## Work item
Lines, not repeats, are what count: give the number of lines below that hold "from", and nothing more.

Records for this exercise Block Start

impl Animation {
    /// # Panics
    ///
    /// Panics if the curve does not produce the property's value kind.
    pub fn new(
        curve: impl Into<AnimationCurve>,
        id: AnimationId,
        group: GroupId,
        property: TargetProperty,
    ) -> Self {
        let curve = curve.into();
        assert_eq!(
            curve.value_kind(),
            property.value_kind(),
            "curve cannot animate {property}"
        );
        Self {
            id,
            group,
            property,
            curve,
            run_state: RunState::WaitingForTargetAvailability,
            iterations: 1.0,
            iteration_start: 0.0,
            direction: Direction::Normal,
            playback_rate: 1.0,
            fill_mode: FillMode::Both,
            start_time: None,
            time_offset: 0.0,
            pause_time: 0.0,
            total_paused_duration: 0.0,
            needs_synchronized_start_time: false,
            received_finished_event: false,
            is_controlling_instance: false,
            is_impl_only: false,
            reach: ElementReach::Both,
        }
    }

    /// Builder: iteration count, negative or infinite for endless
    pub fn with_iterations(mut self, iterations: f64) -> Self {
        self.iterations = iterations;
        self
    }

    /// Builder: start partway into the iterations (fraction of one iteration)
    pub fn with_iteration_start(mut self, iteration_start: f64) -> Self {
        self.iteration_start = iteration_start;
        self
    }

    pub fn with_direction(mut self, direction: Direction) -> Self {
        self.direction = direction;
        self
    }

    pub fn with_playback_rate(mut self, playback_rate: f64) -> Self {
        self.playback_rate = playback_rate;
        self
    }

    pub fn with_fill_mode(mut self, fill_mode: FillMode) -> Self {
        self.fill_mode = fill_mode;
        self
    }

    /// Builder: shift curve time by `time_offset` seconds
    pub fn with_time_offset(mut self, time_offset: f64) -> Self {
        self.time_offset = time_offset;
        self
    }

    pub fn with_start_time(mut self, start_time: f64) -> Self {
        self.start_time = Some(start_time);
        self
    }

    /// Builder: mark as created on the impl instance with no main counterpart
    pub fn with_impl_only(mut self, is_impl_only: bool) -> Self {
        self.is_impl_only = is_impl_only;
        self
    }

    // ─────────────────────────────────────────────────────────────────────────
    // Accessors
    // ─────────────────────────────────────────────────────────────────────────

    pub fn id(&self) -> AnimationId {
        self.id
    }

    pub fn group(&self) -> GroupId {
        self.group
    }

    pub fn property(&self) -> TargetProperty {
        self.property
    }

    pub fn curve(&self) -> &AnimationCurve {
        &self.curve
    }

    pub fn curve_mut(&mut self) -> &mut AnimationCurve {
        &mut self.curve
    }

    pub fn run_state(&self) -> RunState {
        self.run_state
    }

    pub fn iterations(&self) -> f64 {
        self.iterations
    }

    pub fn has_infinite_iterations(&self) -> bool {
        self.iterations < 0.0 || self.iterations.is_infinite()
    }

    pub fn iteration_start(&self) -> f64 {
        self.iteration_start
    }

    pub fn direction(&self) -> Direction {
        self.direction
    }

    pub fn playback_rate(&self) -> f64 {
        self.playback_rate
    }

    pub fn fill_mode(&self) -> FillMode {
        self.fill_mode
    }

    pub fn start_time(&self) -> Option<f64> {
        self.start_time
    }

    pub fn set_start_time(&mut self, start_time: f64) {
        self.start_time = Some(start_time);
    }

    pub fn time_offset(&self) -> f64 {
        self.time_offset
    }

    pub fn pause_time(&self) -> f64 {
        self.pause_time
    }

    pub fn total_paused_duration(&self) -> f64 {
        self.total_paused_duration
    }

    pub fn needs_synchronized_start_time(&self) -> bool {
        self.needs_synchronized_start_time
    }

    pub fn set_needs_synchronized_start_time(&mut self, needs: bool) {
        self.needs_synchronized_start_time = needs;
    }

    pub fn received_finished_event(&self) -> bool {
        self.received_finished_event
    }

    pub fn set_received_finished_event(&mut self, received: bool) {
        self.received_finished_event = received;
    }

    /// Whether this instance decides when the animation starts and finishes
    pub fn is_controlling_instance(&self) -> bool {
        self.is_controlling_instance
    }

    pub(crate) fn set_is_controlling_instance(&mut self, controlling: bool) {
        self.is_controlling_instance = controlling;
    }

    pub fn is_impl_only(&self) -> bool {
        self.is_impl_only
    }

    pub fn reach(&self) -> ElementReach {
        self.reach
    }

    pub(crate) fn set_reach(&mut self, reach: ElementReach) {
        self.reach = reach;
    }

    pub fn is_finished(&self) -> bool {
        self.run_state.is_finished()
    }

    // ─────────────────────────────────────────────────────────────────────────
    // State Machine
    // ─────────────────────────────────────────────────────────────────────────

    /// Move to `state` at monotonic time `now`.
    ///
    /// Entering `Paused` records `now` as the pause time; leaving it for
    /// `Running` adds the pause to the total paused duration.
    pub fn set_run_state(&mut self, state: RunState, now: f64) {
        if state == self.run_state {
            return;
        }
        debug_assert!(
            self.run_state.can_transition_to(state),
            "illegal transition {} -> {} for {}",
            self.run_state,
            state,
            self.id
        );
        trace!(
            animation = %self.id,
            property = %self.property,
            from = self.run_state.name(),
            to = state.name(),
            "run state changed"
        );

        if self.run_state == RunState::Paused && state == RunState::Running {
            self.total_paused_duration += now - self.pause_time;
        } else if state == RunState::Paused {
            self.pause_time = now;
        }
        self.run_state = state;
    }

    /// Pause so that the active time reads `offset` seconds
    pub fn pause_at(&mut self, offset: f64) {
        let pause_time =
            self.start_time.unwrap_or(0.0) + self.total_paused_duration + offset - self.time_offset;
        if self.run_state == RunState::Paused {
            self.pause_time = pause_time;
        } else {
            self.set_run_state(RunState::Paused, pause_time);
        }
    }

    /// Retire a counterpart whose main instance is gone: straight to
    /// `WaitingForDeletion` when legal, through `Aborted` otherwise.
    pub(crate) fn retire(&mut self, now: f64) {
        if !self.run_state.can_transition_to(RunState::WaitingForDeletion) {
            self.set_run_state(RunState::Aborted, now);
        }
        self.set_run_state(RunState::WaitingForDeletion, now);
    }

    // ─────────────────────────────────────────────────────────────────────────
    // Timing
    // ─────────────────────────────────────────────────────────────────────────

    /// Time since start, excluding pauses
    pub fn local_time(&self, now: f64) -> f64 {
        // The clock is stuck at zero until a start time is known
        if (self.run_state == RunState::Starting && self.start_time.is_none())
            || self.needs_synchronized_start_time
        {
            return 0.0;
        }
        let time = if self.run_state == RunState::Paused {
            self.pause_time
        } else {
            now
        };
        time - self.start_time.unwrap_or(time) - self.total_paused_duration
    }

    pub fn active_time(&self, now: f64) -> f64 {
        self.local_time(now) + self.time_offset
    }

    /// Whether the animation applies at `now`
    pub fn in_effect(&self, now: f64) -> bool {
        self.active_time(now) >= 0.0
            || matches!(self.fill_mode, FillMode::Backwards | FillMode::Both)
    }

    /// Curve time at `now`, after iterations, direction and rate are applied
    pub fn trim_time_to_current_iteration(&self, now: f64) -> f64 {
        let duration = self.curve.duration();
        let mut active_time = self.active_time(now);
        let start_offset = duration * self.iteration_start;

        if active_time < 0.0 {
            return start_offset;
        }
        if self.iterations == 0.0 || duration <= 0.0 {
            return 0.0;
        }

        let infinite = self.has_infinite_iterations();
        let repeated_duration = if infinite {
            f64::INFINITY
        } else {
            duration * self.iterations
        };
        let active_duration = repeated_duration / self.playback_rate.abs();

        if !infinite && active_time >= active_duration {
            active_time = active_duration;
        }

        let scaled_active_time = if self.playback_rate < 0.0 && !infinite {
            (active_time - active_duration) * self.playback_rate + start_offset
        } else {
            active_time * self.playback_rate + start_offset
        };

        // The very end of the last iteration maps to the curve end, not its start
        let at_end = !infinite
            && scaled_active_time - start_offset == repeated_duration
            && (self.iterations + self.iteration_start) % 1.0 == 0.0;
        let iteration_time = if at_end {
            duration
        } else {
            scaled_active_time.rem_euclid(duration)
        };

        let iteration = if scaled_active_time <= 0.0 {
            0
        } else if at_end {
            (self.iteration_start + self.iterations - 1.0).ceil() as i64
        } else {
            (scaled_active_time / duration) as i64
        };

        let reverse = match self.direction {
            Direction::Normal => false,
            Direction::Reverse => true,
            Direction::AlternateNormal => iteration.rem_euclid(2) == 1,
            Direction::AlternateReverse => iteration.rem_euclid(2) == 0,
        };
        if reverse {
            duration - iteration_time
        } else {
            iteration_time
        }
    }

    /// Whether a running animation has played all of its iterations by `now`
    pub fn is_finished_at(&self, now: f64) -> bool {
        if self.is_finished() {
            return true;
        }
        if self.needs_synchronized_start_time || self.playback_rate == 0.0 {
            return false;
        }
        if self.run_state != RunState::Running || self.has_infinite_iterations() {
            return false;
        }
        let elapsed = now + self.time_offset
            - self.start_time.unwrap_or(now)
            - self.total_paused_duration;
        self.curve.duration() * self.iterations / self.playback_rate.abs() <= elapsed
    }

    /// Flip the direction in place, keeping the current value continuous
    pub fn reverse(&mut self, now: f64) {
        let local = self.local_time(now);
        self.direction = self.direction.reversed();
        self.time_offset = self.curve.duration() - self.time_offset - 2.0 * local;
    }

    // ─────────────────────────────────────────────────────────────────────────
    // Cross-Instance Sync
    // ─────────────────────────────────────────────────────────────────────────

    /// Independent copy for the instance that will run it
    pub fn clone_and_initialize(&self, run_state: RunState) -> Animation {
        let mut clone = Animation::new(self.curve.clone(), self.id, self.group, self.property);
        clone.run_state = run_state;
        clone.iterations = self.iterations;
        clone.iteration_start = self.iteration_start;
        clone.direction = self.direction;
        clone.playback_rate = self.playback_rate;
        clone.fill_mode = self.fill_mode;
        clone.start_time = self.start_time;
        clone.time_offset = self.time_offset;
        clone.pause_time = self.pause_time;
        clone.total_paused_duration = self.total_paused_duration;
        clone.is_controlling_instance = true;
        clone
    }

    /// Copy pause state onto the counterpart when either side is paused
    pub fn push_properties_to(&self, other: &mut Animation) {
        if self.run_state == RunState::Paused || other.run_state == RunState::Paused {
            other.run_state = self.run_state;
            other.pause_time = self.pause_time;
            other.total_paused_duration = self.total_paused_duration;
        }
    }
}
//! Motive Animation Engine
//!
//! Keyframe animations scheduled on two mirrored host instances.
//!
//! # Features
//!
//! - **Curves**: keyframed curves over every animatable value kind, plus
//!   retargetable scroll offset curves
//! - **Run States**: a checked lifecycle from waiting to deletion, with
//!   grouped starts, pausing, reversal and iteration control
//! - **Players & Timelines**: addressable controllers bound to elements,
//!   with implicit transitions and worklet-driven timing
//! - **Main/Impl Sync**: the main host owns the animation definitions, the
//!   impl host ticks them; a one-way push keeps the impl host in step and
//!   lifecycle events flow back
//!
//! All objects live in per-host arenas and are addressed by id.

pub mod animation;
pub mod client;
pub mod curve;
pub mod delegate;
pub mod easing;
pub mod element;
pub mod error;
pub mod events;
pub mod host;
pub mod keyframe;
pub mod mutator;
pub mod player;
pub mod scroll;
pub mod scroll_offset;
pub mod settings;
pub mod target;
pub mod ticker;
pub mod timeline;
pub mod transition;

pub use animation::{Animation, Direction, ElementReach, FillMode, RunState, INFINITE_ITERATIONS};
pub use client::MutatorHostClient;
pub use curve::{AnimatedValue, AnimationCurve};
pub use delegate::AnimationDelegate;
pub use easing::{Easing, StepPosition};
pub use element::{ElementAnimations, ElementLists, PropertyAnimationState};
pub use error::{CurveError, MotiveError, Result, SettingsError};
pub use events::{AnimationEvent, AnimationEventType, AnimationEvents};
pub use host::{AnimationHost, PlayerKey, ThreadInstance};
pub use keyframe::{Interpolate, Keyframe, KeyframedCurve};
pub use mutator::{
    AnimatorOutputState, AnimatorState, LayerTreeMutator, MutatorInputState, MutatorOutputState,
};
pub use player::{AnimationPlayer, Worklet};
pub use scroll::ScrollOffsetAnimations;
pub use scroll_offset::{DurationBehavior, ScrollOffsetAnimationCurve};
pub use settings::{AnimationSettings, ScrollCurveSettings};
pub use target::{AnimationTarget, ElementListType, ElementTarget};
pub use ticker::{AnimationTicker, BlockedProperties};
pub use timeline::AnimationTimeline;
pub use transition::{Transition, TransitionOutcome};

Records for this exercise Block End

## Exercise answer
2